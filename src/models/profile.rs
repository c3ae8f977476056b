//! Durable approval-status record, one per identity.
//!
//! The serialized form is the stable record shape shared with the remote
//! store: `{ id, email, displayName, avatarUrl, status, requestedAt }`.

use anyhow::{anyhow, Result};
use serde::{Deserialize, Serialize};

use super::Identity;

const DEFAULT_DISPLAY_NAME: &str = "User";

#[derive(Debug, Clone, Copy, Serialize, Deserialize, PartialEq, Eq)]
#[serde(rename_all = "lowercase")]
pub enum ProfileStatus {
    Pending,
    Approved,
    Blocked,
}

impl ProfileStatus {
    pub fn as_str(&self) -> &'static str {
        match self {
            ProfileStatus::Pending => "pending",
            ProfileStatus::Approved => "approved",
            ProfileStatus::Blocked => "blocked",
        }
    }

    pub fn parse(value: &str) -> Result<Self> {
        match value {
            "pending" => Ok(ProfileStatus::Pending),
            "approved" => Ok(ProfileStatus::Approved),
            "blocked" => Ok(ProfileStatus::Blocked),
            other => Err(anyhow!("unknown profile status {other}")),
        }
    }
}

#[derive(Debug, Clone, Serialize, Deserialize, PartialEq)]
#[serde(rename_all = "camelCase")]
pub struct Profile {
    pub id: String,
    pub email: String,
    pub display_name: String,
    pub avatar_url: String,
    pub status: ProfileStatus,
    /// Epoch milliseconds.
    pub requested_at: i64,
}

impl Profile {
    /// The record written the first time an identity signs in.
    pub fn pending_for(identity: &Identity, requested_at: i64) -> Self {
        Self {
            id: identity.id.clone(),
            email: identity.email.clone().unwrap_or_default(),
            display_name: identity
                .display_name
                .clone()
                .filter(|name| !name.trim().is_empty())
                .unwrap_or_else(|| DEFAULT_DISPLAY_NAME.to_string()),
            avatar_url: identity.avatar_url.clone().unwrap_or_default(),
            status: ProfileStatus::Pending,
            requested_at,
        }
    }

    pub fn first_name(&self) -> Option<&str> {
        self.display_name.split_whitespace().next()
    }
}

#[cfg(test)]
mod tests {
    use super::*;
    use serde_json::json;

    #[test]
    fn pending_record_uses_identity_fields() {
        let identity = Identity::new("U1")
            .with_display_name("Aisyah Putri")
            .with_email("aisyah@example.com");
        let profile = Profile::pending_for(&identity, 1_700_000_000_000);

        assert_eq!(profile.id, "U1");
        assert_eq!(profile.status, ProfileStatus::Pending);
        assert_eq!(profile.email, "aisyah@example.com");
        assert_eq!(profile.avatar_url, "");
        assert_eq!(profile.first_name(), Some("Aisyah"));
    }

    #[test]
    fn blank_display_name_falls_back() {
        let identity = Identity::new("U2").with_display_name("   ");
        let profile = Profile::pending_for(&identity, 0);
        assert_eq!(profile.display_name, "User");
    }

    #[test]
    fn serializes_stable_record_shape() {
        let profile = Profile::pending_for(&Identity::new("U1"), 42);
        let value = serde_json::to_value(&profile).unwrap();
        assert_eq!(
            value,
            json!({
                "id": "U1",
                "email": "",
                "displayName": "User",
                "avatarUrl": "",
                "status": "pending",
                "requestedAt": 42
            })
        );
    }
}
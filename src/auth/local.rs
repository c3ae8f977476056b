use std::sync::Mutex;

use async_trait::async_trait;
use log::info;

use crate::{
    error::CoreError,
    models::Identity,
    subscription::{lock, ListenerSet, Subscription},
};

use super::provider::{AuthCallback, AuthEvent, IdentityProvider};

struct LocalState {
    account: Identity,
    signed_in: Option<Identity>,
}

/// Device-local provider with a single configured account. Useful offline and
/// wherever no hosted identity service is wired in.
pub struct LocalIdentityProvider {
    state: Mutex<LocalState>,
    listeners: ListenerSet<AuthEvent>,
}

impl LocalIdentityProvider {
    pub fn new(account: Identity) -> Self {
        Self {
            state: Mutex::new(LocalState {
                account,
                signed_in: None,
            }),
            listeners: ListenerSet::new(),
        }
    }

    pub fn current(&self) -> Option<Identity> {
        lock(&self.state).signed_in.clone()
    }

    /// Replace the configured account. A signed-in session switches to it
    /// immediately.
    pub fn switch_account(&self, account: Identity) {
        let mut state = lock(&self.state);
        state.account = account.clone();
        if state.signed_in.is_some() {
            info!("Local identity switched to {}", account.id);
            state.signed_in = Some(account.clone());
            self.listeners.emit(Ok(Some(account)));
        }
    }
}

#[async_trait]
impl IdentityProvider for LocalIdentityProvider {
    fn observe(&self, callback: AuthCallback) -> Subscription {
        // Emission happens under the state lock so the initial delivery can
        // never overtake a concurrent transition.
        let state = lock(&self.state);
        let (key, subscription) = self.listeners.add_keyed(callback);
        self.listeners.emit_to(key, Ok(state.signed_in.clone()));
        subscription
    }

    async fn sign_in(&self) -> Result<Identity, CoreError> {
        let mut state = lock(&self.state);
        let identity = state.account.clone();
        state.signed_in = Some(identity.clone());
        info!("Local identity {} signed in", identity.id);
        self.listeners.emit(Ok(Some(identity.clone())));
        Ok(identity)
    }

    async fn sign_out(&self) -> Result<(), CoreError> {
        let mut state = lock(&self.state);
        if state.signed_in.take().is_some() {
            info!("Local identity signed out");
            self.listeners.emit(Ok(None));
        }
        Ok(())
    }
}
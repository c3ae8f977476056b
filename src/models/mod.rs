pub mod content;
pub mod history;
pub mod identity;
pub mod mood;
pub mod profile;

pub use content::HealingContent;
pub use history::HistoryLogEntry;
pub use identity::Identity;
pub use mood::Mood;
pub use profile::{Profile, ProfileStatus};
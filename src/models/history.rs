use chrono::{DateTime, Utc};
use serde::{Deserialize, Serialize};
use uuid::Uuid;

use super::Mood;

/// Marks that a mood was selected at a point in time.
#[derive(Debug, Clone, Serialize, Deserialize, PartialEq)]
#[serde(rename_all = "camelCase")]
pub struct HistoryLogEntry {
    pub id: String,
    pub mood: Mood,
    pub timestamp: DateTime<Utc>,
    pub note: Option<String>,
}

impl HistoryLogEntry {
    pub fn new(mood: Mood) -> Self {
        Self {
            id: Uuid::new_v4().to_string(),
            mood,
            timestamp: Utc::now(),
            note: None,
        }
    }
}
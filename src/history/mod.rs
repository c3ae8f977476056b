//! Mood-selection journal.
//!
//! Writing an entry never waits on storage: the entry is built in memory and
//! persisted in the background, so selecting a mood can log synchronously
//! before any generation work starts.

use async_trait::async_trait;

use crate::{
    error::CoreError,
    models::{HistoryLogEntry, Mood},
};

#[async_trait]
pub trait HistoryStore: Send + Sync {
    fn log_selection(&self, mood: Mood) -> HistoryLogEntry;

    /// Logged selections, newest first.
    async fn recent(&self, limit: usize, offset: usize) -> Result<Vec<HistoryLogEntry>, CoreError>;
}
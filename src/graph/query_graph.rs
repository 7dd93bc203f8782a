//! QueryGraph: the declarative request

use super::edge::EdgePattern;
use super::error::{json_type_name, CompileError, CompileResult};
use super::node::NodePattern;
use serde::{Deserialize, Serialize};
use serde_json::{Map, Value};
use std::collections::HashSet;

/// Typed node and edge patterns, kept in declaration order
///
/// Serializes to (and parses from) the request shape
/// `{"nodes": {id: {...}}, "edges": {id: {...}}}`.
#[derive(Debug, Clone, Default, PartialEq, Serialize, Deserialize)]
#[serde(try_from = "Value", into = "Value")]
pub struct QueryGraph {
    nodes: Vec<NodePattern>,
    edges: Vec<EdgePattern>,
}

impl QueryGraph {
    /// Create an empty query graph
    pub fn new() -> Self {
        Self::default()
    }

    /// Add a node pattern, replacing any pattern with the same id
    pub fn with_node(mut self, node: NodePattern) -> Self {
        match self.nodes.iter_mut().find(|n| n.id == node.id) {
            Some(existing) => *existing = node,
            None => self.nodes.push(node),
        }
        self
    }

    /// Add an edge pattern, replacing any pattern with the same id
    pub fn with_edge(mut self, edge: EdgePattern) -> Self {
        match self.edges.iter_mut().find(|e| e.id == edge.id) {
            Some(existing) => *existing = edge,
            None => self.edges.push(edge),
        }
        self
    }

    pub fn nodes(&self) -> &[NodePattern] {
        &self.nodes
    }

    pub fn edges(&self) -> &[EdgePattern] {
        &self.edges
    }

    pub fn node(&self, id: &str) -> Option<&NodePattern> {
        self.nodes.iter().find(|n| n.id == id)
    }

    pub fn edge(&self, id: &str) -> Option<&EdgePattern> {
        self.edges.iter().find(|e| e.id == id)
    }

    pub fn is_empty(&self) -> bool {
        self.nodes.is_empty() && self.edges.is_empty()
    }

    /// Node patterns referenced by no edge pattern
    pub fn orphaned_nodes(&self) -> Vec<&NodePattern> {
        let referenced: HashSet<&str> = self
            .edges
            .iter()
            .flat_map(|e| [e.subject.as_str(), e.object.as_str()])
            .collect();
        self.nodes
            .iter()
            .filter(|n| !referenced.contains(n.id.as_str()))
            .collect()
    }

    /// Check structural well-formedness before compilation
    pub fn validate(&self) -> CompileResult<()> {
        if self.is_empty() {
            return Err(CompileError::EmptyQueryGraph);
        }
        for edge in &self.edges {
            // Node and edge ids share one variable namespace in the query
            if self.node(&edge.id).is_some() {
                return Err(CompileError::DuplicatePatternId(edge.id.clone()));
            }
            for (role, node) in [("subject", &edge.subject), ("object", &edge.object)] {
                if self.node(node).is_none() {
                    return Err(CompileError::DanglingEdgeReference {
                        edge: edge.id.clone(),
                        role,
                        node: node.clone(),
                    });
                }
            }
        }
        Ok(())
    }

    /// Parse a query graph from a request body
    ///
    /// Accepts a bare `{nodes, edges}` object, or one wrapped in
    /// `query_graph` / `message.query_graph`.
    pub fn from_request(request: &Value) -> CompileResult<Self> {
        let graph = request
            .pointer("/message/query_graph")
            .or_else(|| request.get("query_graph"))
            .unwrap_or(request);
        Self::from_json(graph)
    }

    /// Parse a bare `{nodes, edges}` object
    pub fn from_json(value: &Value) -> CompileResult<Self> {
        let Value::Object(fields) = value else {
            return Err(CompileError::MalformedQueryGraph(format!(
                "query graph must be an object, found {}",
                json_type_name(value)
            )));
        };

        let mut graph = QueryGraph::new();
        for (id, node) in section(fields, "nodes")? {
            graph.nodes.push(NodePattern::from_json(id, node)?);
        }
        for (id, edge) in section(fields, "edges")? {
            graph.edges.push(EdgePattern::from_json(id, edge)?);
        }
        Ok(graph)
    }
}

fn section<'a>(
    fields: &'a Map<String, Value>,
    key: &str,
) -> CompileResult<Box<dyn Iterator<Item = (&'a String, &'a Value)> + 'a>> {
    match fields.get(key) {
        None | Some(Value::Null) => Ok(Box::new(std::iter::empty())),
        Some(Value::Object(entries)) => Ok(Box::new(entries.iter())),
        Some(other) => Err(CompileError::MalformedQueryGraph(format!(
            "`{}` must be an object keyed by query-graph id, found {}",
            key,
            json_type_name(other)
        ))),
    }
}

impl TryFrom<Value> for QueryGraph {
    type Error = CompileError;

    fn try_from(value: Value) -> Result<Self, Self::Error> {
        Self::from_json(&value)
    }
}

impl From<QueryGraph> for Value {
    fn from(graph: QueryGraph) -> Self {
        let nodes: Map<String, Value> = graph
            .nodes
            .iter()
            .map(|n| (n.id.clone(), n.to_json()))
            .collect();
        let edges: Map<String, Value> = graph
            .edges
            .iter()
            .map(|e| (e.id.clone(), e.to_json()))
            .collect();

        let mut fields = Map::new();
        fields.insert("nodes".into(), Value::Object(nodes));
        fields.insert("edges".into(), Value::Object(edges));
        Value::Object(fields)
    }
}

* AIM OF THE TASK
The listing above holds a line with "pub mod content;" and a line with "point in time.". Print the stretch from the first through the second, exactly and alone.

* RESULT FOR THIS TASK
pub mod content;
pub mod history;
pub mod identity;
pub mod mood;
pub mod profile;

pub use content::HealingContent;
pub use history::HistoryLogEntry;
pub use identity::Identity;
pub use mood::Mood;
pub use profile::{Profile, ProfileStatus};
filename src/models/history.rs
use chrono::{DateTime, Utc};
use serde::{Deserialize, Serialize};
use uuid::Uuid;

use super::Mood;

/// Marks that a mood was selected at a point in time.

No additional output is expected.